[Start of Attachment]

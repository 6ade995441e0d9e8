//! JSON Schema validation.
//!
//! Schemas are compiled with `jsonschema` after two adjustments:
//! - property formats (`ipfs_uri`, `cid`, `currency`, `rate_percent`, `date`)
//!   are registered and enforced
//! - nodes carrying the `cid` keyword are rewritten to the IPLD link shape
//!   `{"/": string}`
//!
//! With `resolve_local_refs = false` local file paths are opaque strings. With
//! `resolve_local_refs = true` an `ipfs_uri` path must name an existing file,
//! and a link under a `cid` node is loaded and validated against the class
//! schema it names. Errors found in the linked document are reported under the
//! link's pointer.

use std::future::Future;
use std::num::NonZeroUsize;
use std::path::{Path, PathBuf};
use std::pin::Pin;
use std::sync::atomic::{AtomicUsize, Ordering};
use std::sync::Arc;

use async_trait::async_trait;
use lru::LruCache;
use parking_lot::Mutex;
use serde_json::{json, Map, Value};
use tracing::debug;

use crate::determinism::cid::{is_valid_cid, link_target};
use crate::errors::{FileError, ValidationIssue};
use crate::pipeline::parse::{parse_json_bytes, read_file_limited, resolve_relative};
use crate::schema::SchemaProvider;

pub mod formats;
pub mod messages;

pub use messages::get_error_messages;

/// Outcome of validating one document.
#[derive(Debug, Clone, Default, PartialEq, Eq)]
pub struct ValidationResult {
    pub valid: bool,
    pub errors: Vec<ValidationIssue>,
}

impl ValidationResult {
    fn from_issues(errors: Vec<ValidationIssue>) -> Self {
        Self {
            valid: errors.is_empty(),
            errors,
        }
    }
}

#[async_trait]
pub trait JsonValidator: Send + Sync {
    async fn validate(
        &self,
        doc: &Value,
        schema: &Value,
        source_path: &Path,
        resolve_local_refs: bool,
    ) -> Result<ValidationResult, FileError>;
}

/// Keywords whose values are data, not subschemas.
const DATA_KEYWORDS: [&str; 4] = ["const", "enum", "default", "examples"];

/// The schema every `cid` node is replaced with.
pub fn link_shape() -> Value {
    json!({
        "type": "object",
        "properties": {"/": {"type": "string"}},
        "required": ["/"],
        "additionalProperties": false
    })
}

/// Replace every `{"cid": "<id>"}` node with `link_shape()`.
pub fn rewrite_cid_keywords(schema: &Value) -> Value {
    match schema {
        Value::Object(map) => {
            if map.get("cid").is_some_and(Value::is_string) {
                return link_shape();
            }
            let out: Map<String, Value> = map
                .iter()
                .map(|(k, v)| {
                    let v = if DATA_KEYWORDS.contains(&k.as_str()) {
                        v.clone()
                    } else {
                        rewrite_cid_keywords(v)
                    };
                    (k.clone(), v)
                })
                .collect();
            Value::Object(out)
        }
        Value::Array(items) => Value::Array(items.iter().map(rewrite_cid_keywords).collect()),
        other => other.clone(),
    }
}

/// A link found under a `cid` schema node.
#[derive(Debug, Clone, PartialEq, Eq)]
struct ClassLink {
    pointer: String,
    target: String,
    class_schema_id: String,
}

fn collect_class_links(doc: &Value, schema: &Value, pointer: &str, out: &mut Vec<ClassLink>) {
    let Some(node) = schema.as_object() else {
        return;
    };

    if let Some(class_schema_id) = node.get("cid").and_then(Value::as_str) {
        if let Some(target) = link_target(doc) {
            out.push(ClassLink {
                pointer: pointer.to_string(),
                target: target.to_string(),
                class_schema_id: class_schema_id.to_string(),
            });
        }
        return;
    }

    match doc {
        Value::Object(map) => {
            if let Some(props) = node.get("properties").and_then(Value::as_object) {
                for (key, sub) in props {
                    if let Some(child) = map.get(key) {
                        let p = format!("{pointer}/{}", key.replace('~', "~0").replace('/', "~1"));
                        collect_class_links(child, sub, &p, out);
                    }
                }
            }
        }
        Value::Array(items) => {
            if let Some(sub) = node.get("items") {
                for (i, child) in items.iter().enumerate() {
                    collect_class_links(child, sub, &format!("{pointer}/{i}"), out);
                }
            }
        }
        _ => {}
    }
}

type BoxFuture<'a, T> = Pin<Box<dyn Future<Output = T> + Send + 'a>>;

/// Compiled validators kept per validator instance.
const COMPILED_CAPACITY: NonZeroUsize = match NonZeroUsize::new(64) {
    Some(n) => n,
    None => NonZeroUsize::MIN,
};

/// Schema text plus the base directory strict `ipfs_uri` checks resolve against.
type CompiledKey = (String, Option<PathBuf>);

/// `jsonschema`-backed validator.
///
/// Compiled validators are reused across files that share a schema. In strict
/// mode the `ipfs_uri` check is bound to the document's directory, so the
/// directory is part of the key.
pub struct SchemaValidator {
    schemas: Arc<dyn SchemaProvider>,
    max_depth: usize,
    max_file_bytes: u64,
    compiled: Mutex<LruCache<CompiledKey, Arc<jsonschema::Validator>>>,
    compiles: AtomicUsize,
}

impl SchemaValidator {
    pub fn new(schemas: Arc<dyn SchemaProvider>, max_depth: usize, max_file_bytes: u64) -> Self {
        Self {
            schemas,
            max_depth,
            max_file_bytes,
            compiled: Mutex::new(LruCache::new(COMPILED_CAPACITY)),
            compiles: AtomicUsize::new(0),
        }
    }

    /// Number of schema compilations performed so far.
    pub fn compile_count(&self) -> usize {
        self.compiles.load(Ordering::Relaxed)
    }

    fn compiled(
        &self,
        schema: &Value,
        source_path: &Path,
        resolve_local_refs: bool,
    ) -> Result<Arc<jsonschema::Validator>, FileError> {
        let text = serde_json::to_string(schema)
            .map_err(|e| FileError::Internal(format!("schema could not be serialized: {e}")))?;
        let key = (text, resolve_local_refs.then(|| base_dir(source_path)));
        if let Some(hit) = self.compiled.lock().get(&key) {
            return Ok(hit.clone());
        }

        let validator = Arc::new(Self::compile(schema, source_path, resolve_local_refs)?);
        self.compiles.fetch_add(1, Ordering::Relaxed);
        self.compiled.lock().put(key, validator.clone());
        Ok(validator)
    }

    fn compile(schema: &Value, source_path: &Path, resolve_local_refs: bool) -> Result<jsonschema::Validator, FileError> {
        let rewritten = rewrite_cid_keywords(schema);
        let mut opts = jsonschema::options()
            .should_validate_formats(true)
            .with_format("cid", formats::is_cid)
            .with_format("currency", formats::is_currency)
            .with_format("rate_percent", formats::is_rate_percent)
            .with_format("date", formats::is_date);

        opts = if resolve_local_refs {
            let base = base_dir(source_path);
            opts.with_format("ipfs_uri", move |s: &str| {
                formats::is_ipfs_uri(s) || is_valid_cid(s) || local_file_exists(&base, s)
            })
        } else {
            opts.with_format("ipfs_uri", formats::is_ipfs_uri_or_local)
        };

        opts.build(&rewritten)
            .map_err(|e| FileError::Internal(format!("schema could not be compiled: {e}")))
    }

    fn validate_at<'a>(
        &'a self,
        doc: &'a Value,
        schema: &'a Value,
        source_path: &'a Path,
        resolve_local_refs: bool,
        depth: usize,
    ) -> BoxFuture<'a, Result<Vec<ValidationIssue>, FileError>> {
        Box::pin(async move {
            let mut issues = {
                let validator = self.compiled(schema, source_path, resolve_local_refs)?;
                get_error_messages(validator.iter_errors(doc), source_path)
            };

            if !resolve_local_refs {
                return Ok(issues);
            }

            let mut links = Vec::new();
            collect_class_links(doc, schema, "", &mut links);

            for link in links {
                if is_valid_cid(&link.target) {
                    continue;
                }
                let target_ptr = format!("{}/~1", link.pointer);
                if depth >= self.max_depth {
                    issues.push(messages::issue(
                        target_ptr,
                        format!("link nesting exceeds max depth {}", self.max_depth),
                        link.target,
                        source_path,
                    ));
                    continue;
                }

                let path = resolve_relative(source_path, &link.target);
                let linked = match self.load(&path).await {
                    Ok(v) => v,
                    Err(reason) => {
                        issues.push(messages::issue(
                            target_ptr,
                            format!("linked file could not be loaded: {reason}"),
                            link.target,
                            source_path,
                        ));
                        continue;
                    }
                };

                debug!(
                    path = %path.display(),
                    class = %link.class_schema_id,
                    "validating linked document"
                );
                let class_schema = self.schemas.get_schema(&link.class_schema_id).await?;
                let nested = self
                    .validate_at(&linked, &class_schema, &path, true, depth + 1)
                    .await?;
                issues.extend(
                    nested
                        .into_iter()
                        .map(|i| messages::nest_issue(i, &link.pointer, source_path)),
                );
            }

            Ok(issues)
        })
    }

    async fn load(&self, path: &Path) -> Result<Value, String> {
        let bytes = read_file_limited(path, self.max_file_bytes).await?;
        parse_json_bytes(&bytes, self.max_file_bytes)
    }
}

#[async_trait]
impl JsonValidator for SchemaValidator {
    async fn validate(
        &self,
        doc: &Value,
        schema: &Value,
        source_path: &Path,
        resolve_local_refs: bool,
    ) -> Result<ValidationResult, FileError> {
        let issues = self
            .validate_at(doc, schema, source_path, resolve_local_refs, 0)
            .await?;
        Ok(ValidationResult::from_issues(issues))
    }
}

fn base_dir(source_path: &Path) -> PathBuf {
    source_path.parent().map(Path::to_path_buf).unwrap_or_default()
}

fn local_file_exists(base: &Path, s: &str) -> bool {
    !s.contains("://") && path_clean::clean(base.join(s)).is_file()
}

[End of Attachment]

Exercise » Beginning with the line containing "opts = if resolve_local_refs" and ending with the line containing "self.compiled(schema, source_path, resolve_local_refs)?;", extract those lines exactly from the listing above, and only those.

Task response »
        opts = if resolve_local_refs {
            let base = base_dir(source_path);
            opts.with_format("ipfs_uri", move |s: &str| {
                formats::is_ipfs_uri(s) || is_valid_cid(s) || local_file_exists(&base, s)
            })
        } else {
            opts.with_format("ipfs_uri", formats::is_ipfs_uri_or_local)
        };

        opts.build(&rewritten)
            .map_err(|e| FileError::Internal(format!("schema could not be compiled: {e}")))
    }

    fn validate_at<'a>(
        &'a self,
        doc: &'a Value,
        schema: &'a Value,
        source_path: &'a Path,
        resolve_local_refs: bool,
        depth: usize,
    ) -> BoxFuture<'a, Result<Vec<ValidationIssue>, FileError>> {
        Box::pin(async move {
            let mut issues = {
                let validator = self.compiled(schema, source_path, resolve_local_refs)?;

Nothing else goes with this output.